Use ApplicationContextRunner for Narrow Auto-Config Problems

Full integration tests are not always the best tool if the real question is just whether one configuration class matches under specific properties. In that case, ApplicationContextRunner gives faster and more targeted feedback.

java
1import org.junit.jupiter.api.Test;
2import org.springframework.boot.autoconfigure.AutoConfigurations;
3import org.springframework.boot.test.context.runner.ApplicationContextRunner;
4
5class MyAutoConfigurationTest {
6
7    private final ApplicationContextRunner runner =
8        new ApplicationContextRunner()
9            .withConfiguration(AutoConfigurations.of(MyAutoConfiguration.class))
10            .withPropertyValues("feature.enabled=true");
11
12    @Test
13    void createsBeanWhenEnabled() {
14        runner.run(context -> {
15            assert context.containsBean("myBean");
16        });
17    }
18}

This is not a replacement for integration logging, but it is often the quickest way to isolate conditional behavior.

Read the Report with the Right Questions

The condition report becomes much easier to use if you read it as a set of answers to a few practical questions:

  • which auto-configurations matched completely
  • which conditions failed and why
  • which beans caused back-off because user configuration already supplied one
  • which missing classes or properties prevented activation

That framing turns the report from a wall of text into a map of why the context looks the way it does.

Common Pitfalls

One pitfall is expecting the report without enabling either debug=true or the relevant logging categories. Spring Boot does not print this level of detail by default.

Another is enabling DEBUG for everything and then losing the useful lines in a flood of unrelated output.

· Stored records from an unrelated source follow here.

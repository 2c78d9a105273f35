//! Atomic file writes.
//!
//! All atomic writes follow this pattern:
//! 1. Write content to a temporary file in the same directory
//! 2. Sync the file to disk (fsync)
//! 3. Rename the temporary file over the target
//!
//! `rename()` replaces the destination on every supported platform, and is
//! atomic as long as source and destination share a filesystem, which is
//! guaranteed because the temporary file lives next to the target.
//!
//! On crash, a temporary file named `.{filename}.tmp` may remain. Readers of
//! the variable directories skip dot-files for that reason.

use std::fs::{self, File};
use std::io::{self, Write};
use std::path::{Path, PathBuf};

/// Atomically write bytes to a file, creating parent directories as needed.
///
/// The target is never observed in a partially written state: it either
/// keeps its previous content or holds all of `content`.
pub fn atomic_write<P: AsRef<Path>>(path: P, content: &[u8]) -> io::Result<()> {
    let path = path.as_ref();

    if let Some(parent) = path.parent()
        && !parent.as_os_str().is_empty()
        && !parent.exists()
    {
        fs::create_dir_all(parent)?;
    }

    let temp_path = temp_path_for(path)?;
    write_and_sync(&temp_path, content)?;

    if let Err(e) = fs::rename(&temp_path, path) {
        let _ = fs::remove_file(&temp_path);
        return Err(e);
    }

    // Persist the directory entry as well.
    if let Some(parent) = path.parent()
        && let Ok(dir) = File::open(parent)
    {
        let _ = dir.sync_all();
    }

    Ok(())
}

/// Atomically write a string to a file.
pub fn atomic_write_file<P: AsRef<Path>>(path: P, content: &str) -> io::Result<()> {
    atomic_write(path, content.as_bytes())
}

fn temp_path_for(target: &Path) -> io::Result<PathBuf> {
    let parent = target.parent().unwrap_or(Path::new("."));
    let filename = target.file_name().and_then(|n| n.to_str()).ok_or_else(|| {
        io::Error::new(
            io::ErrorKind::InvalidInput,
            format!("invalid file path '{}'", target.display()),
        )
    })?;

    Ok(parent.join(format!(".{}.tmp", filename)))
}

fn write_and_sync(path: &Path, content: &[u8]) -> io::Result<()> {
    let mut file = File::create(path)?;

    let result = file.write_all(content).and_then(|()| file.sync_all());
    if result.is_err() {
        let _ = fs::remove_file(path);
    }
    result
}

Narrow categories are usually better.

Teams also spend too much time reading the final bean-creation exception while ignoring the condition report that explains the earlier decision chain.

Summary

  • Set debug=true to get the fastest auto-configuration report during test startup.
  • Use targeted logger categories when full debug mode is too noisy.
  • Pass debug settings from the build command when you need a temporary diagnostic run.
  • Capture startup output in tests when you need assertions around logging behavior.
  • Use ApplicationContextRunner when the problem is narrow auto-configuration logic rather than full integration wiring.